== Your instructions ==
Find all the lines in the material below with the word "Unknown", and copy them.

━━━━━ Records to process

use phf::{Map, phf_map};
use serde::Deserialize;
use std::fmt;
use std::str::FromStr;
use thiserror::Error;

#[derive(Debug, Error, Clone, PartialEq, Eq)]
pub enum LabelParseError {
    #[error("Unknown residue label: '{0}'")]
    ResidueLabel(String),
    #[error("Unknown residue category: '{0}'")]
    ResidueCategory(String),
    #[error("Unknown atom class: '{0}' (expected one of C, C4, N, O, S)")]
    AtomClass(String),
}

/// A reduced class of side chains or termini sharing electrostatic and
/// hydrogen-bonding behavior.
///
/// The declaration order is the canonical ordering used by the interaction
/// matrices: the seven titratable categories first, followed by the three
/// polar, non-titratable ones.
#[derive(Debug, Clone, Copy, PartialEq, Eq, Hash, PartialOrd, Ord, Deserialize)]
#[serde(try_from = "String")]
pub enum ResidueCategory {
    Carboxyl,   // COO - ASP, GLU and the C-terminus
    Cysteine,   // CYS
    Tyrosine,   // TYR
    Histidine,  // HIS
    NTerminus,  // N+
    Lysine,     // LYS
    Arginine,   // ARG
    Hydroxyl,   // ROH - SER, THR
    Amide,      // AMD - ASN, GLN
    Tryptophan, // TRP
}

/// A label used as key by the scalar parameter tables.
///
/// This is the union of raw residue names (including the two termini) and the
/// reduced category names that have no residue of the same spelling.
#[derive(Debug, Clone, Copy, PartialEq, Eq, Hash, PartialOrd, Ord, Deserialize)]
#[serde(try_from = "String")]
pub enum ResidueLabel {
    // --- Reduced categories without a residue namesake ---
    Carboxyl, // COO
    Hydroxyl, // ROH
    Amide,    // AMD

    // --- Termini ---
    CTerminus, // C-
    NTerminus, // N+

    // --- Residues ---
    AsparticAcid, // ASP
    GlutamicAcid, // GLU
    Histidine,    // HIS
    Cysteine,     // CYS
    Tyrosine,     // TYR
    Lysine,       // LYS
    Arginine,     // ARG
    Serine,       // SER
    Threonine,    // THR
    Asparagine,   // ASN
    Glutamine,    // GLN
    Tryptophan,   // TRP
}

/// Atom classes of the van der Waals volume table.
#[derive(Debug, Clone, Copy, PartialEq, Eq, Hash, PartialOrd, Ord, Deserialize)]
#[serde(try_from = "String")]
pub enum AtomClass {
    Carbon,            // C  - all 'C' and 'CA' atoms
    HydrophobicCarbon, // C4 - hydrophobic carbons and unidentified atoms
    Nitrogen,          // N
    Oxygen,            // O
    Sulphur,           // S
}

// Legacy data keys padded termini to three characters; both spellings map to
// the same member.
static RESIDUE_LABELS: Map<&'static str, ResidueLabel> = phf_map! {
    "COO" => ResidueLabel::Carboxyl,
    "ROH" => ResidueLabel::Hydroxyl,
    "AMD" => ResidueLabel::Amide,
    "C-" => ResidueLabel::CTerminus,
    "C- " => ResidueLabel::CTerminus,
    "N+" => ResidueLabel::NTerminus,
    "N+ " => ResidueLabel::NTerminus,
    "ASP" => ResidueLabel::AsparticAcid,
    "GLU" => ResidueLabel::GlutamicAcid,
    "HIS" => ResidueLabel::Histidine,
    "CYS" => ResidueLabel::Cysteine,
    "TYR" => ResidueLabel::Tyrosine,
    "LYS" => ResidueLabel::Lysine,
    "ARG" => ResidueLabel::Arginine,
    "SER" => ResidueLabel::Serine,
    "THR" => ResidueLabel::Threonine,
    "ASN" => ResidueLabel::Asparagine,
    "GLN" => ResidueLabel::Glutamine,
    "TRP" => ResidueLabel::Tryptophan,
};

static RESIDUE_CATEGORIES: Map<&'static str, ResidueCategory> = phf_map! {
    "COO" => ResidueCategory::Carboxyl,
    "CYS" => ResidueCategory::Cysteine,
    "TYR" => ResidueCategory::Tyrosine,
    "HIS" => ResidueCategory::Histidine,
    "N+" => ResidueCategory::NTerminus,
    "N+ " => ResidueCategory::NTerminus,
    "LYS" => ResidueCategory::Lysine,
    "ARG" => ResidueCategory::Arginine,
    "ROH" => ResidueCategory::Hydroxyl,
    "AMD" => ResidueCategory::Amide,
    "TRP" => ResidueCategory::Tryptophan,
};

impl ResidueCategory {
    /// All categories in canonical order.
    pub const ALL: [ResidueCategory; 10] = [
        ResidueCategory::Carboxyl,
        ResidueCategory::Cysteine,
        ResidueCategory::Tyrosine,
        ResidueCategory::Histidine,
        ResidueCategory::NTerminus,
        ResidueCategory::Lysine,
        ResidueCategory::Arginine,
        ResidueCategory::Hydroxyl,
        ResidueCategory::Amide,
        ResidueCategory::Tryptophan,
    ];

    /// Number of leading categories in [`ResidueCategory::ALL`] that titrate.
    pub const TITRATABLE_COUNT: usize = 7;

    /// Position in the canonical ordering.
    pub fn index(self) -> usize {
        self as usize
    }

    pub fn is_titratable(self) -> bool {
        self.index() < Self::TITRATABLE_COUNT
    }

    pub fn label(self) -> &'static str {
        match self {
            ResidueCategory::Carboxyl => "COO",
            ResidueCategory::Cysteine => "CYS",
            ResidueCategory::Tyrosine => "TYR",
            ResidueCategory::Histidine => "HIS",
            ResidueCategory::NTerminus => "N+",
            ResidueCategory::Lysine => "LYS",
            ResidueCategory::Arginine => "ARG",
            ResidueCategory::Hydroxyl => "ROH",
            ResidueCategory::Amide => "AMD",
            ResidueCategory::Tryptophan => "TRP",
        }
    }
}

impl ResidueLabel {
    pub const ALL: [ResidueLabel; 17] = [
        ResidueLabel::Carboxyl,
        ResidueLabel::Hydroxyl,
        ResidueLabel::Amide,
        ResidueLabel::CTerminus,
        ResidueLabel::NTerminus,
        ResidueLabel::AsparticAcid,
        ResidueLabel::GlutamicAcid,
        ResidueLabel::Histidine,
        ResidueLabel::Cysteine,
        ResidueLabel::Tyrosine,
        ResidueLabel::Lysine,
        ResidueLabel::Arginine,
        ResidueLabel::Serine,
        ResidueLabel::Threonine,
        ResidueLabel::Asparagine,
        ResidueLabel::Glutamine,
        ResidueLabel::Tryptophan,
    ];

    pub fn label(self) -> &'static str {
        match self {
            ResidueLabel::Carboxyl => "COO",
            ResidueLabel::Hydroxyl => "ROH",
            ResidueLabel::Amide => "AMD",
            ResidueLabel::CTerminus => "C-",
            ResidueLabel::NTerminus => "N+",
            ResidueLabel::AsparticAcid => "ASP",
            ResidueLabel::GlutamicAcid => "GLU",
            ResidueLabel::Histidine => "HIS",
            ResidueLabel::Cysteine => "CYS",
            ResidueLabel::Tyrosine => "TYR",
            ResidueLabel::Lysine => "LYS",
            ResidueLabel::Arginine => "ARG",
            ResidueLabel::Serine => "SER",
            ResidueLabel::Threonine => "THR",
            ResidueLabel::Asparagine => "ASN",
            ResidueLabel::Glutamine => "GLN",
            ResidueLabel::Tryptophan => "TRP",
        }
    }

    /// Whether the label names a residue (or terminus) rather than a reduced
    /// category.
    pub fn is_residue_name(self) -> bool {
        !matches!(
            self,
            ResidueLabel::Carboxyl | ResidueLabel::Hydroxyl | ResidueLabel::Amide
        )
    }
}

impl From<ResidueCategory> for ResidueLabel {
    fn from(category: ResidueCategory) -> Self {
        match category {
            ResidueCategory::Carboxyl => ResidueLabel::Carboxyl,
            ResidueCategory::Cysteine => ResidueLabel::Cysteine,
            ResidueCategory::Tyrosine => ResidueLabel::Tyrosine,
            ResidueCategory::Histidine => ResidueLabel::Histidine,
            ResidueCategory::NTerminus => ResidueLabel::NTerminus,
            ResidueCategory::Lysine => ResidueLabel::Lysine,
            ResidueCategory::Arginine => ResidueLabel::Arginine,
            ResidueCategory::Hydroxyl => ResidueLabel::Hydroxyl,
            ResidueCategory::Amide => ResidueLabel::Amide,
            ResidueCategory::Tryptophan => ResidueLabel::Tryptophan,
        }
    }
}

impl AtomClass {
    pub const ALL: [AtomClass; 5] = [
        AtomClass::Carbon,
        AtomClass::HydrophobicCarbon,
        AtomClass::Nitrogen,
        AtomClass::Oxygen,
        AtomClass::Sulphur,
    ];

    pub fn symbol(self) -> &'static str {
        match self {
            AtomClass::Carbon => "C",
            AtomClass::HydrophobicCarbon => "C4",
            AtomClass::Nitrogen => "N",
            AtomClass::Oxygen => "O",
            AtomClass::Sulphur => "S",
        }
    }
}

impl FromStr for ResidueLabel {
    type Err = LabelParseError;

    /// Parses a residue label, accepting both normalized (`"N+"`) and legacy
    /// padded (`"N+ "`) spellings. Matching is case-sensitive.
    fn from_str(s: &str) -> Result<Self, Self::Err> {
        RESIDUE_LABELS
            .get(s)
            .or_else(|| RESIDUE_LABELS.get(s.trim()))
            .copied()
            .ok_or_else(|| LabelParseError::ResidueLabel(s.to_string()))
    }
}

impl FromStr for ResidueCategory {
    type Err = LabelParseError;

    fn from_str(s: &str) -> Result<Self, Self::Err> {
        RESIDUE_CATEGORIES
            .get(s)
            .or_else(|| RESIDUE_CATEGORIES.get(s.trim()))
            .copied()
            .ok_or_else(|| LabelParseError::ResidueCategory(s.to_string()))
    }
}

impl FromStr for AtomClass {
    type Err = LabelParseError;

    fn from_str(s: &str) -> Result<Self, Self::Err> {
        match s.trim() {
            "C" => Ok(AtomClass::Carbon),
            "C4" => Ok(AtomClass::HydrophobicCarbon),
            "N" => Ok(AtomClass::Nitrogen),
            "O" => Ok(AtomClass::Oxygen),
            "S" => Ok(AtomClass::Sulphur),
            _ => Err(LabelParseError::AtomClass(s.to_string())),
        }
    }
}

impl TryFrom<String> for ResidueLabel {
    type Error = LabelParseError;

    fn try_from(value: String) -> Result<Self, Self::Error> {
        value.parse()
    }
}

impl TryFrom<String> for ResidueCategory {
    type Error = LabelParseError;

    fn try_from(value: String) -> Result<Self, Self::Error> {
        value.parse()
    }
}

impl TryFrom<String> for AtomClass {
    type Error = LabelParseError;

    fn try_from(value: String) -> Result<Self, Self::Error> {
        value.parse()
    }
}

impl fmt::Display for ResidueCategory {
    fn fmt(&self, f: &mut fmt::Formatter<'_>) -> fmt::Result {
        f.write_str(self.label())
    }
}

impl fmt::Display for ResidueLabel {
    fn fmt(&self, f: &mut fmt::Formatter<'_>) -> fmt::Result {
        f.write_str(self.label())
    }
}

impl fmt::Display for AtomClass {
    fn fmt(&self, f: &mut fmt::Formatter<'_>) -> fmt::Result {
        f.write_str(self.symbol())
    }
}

━━━━━━━━━━

== Result for this exercise ==
    #[error("Unknown residue label: '{0}'")]
    #[error("Unknown residue category: '{0}'")]
    #[error("Unknown atom class: '{0}' (expected one of C, C4, N, O, S)")]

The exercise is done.